12.15 to 12.30pm the second service user is at the same address, I make up another micro meal they choose, tidy up again and keep on chatting.

12.30pm Finished for now, head home, have a cuppa myself and a bit of lunch; then I do my own housework as well! But I do have time for half an hour watching the telly with my feet up.

3.15pm I’m off out to pick up my kids from school.

4.00pm Got home with the kids, they are 9 and 14 years old now made tea and spent some time with my family, usually it’s setting them off with their homework and having a catch up.

6.00pm Back out to work, so I travel to my first service user.

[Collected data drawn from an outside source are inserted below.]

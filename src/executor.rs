//! The executor seam: how a claimed item is handed to whatever does the work.

use std::io::{Read, Write};
use std::os::unix::process::CommandExt;
use std::process::{Child, Command, ExitStatus, Stdio};
use std::thread;
use std::time::{Duration, Instant};

use anyhow::{bail, Context};
use log::{debug, warn};
use serde::{Deserialize, Serialize};

use crate::model::{FailureReport, RootCause, WorkItem};
use crate::router::BoundedContext;

#[derive(Debug, Clone, PartialEq, Eq, Serialize, Deserialize)]
pub struct ExecutionResult {
    pub success: bool,
    #[serde(default)]
    pub failure_report: Option<FailureReport>,
    #[serde(default)]
    pub artifacts_changed: Vec<String>,
}

impl ExecutionResult {
    pub fn succeeded(artifacts_changed: Vec<String>) -> Self {
        ExecutionResult {
            success: true,
            failure_report: None,
            artifacts_changed,
        }
    }

    pub fn failed(report: FailureReport) -> Self {
        ExecutionResult {
            success: false,
            failure_report: Some(report),
            artifacts_changed: Vec::new(),
        }
    }

    /// The report to run recovery on. A failure without a report is itself a
    /// protocol problem and is classified as such.
    pub fn failure(&self) -> Option<FailureReport> {
        if self.success {
            return None;
        }
        Some(self.failure_report.clone().unwrap_or_else(|| {
            FailureReport::new(
                RootCause::ConfigurationError,
                "executor reported failure without a failure report",
                "",
                "",
            )
        }))
    }
}

pub trait Executor: Sync {
    /// Run one dispatch. `Err` means the executor itself could not be driven
    /// (spawn failure, broken protocol); task failures are `Ok` results.
    fn dispatch(&self, item: &WorkItem, ctx: &BoundedContext) -> anyhow::Result<ExecutionResult>;
}

impl<F> Executor for F
where
    F: Fn(&WorkItem, &BoundedContext) -> anyhow::Result<ExecutionResult> + Sync,
{
    fn dispatch(&self, item: &WorkItem, ctx: &BoundedContext) -> anyhow::Result<ExecutionResult> {
        self(item, ctx)
    }
}

/// What the command executor writes to the child's stdin.
#[derive(Debug, Serialize)]
pub struct DispatchRequest<'a> {
    pub item: &'a WorkItem,
    pub context: &'a BoundedContext,
}

/// Runs an external command per dispatch.
///
/// The child receives a [`DispatchRequest`] as JSON on stdin and
/// `WORKQ_ITEM` / `WORKQ_TIER` in its environment. It answers with an
/// [`ExecutionResult`] as JSON on stdout; with empty stdout the exit status
/// decides. Each child leads its own process group. A child that overruns
/// the tier timeout is killed along with its group, and whatever it leaves
/// running in the group after a normal exit is killed too, so no stray
/// process can hold the output pipe open.
#[derive(Debug, Clone)]
pub struct CommandExecutor {
    pub command: String,
    pub args: Vec<String>,
    pub poll_interval: Duration,
}

impl CommandExecutor {
    pub fn new(command: &str, args: &[String]) -> Self {
        CommandExecutor {
            command: command.to_string(),
            args: args.to_vec(),
            poll_interval: Duration::from_millis(50),
        }
    }

    fn interpret(&self, status: ExitStatus, stdout: &str) -> anyhow::Result<ExecutionResult> {
        let trimmed = stdout.trim();
        if trimmed.is_empty() {
            if status.success() {
                return Ok(ExecutionResult::succeeded(Vec::new()));
            }
            return Ok(ExecutionResult::failed(FailureReport::new(
                RootCause::ImplementationBug,
                &format!("{} exited with {status}", self.command),
                "",
                "",
            )));
        }
        serde_json::from_str(trimmed)
            .with_context(|| format!("{} printed an invalid execution result", self.command))
    }
}

impl Executor for CommandExecutor {
    fn dispatch(&self, item: &WorkItem, ctx: &BoundedContext) -> anyhow::Result<ExecutionResult> {
        let payload = serde_json::to_vec(&DispatchRequest { item, context: ctx })?;

        let mut child = Command::new(&self.command)
            .args(&self.args)
            .env("WORKQ_ITEM", &item.id)
            .env("WORKQ_TIER", ctx.tier.as_str())
            .stdin(Stdio::piped())
            .stdout(Stdio::piped())
            .stderr(Stdio::inherit())
            .process_group(0)
            .spawn()
            .with_context(|| format!("failed to spawn {}", self.command))?;

        // Feed stdin and drain stdout on their own threads so a chatty child
        // can't deadlock against us on full pipes.
        let mut stdin = child.stdin.take().context("child stdin not captured")?;
        let writer = thread::spawn(move || {
            if let Err(e) = stdin.write_all(&payload) {
                if e.kind() != std::io::ErrorKind::BrokenPipe {
                    warn!("failed to write dispatch request: {e}");
                }
            }
        });
        let mut stdout = child.stdout.take().context("child stdout not captured")?;
        let reader = thread::spawn(move || {
            let mut out = String::new();
            stdout.read_to_string(&mut out).map(|_| out)
        });

        let timeout = Duration::from_secs(ctx.timeout_secs);
        let deadline = Instant::now() + timeout;
        let status = loop {
            if let Some(status) = child.try_wait().context("failed to poll executor")? {
                break status;
            }
            if Instant::now() >= deadline {
                warn!("{}: executor timed out after {}s, killing", item.id, ctx.timeout_secs);
                kill_group(&child);
                let _ = child.wait();
                let _ = writer.join();
                let _ = reader.join();
                return Ok(ExecutionResult::failed(FailureReport::timeout(ctx.timeout_secs)));
            }
            thread::sleep(self.poll_interval);
        };

        kill_group(&child);
        let _ = writer.join();
        let stdout = match reader.join() {
            Ok(res) => res.context("failed to read executor output")?,
            Err(_) => bail!("executor output reader panicked"),
        };
        debug!("{}: executor exited with {status}", item.id);
        self.interpret(status, &stdout)
    }
}

/// SIGKILL every process in the child's group. The group id is the child's
/// pid because it was spawned with `process_group(0)`.
fn kill_group(child: &Child) {
    unsafe { libc::kill(-(child.id() as libc::pid_t), libc::SIGKILL) };
}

6.15 to 6.30pm Visit service user, prompt medication and observe it being taken, make a cuppa and a snack and have a quick chat, the evening shift is more about settling people, making them feel clean, comfortable and relaxed and ready for the end of the day.

6.40 to 7.10pm Visit service users home, this service user is looked after in bed, I provide personal care to freshen her up, change pad, and empty her urinary catheter bag, I make her comfortable and have a chat with her and her family when I have finished.

7.20 to 7.50pm Visit service user, have a chat and make a cuppa and a snack, wash up and make the kitchen tidy, empty the rubbish bins and put the washer on and empty the drier.

7.50 to 8.20pm Second service user at the same address, already had a cuppa and snack with the first service user, I help them up to the bedroom, assist on to the commode, provide personal care and get them ready for bed, and put a pad in place for overnight and make comfortable, I attach a night bag to the urinary catheter, prompt and observe the medication being taken, and make sure they have everything they will need to hand for overnight. I make sure that I give the commode a good clean before I leave.

8.30 to 9.00pm Visit service user, help upstairs using a stair lift, assist with oral care and then personal care, into night clothes and into bed, make comfy and attach night bag to urinary catheter, leave a drink to hand and a chat.

9.50 to 10.20pm Visit service user, this lady is already in bed, give her a cuppa and a snack then tidy the kitchen, wash up and prepare things for the morning. We have a chat while I make them comfortable for the night.

10.25 to 10.55hrs Last call of the shift, help the service user into their night ware, freshen up and provide some personal care, pop a clean pad in and make them comfy in their easy chair as they prefer to stay up later and watch a bit of telly. I make a cuppa and a snack, tidy the kitchen and put the rubbish out.

10.55pm I journey home and get a good night’s sleep, so I’m ready for another full day tomorrow.

I have worked for Bellcare for 4 years and even though some days can be tiring, like the one I’ve just had it is a rewarding and fulfilling career.

I have gained extra qualifications through work and I can still progress and achieve much more. I have got to say the one of the most important things for me, that I take away at the end of the day, is the job satisfaction I get and knowing that I have helped our service users remain in their own homes, where they want more than ever to be.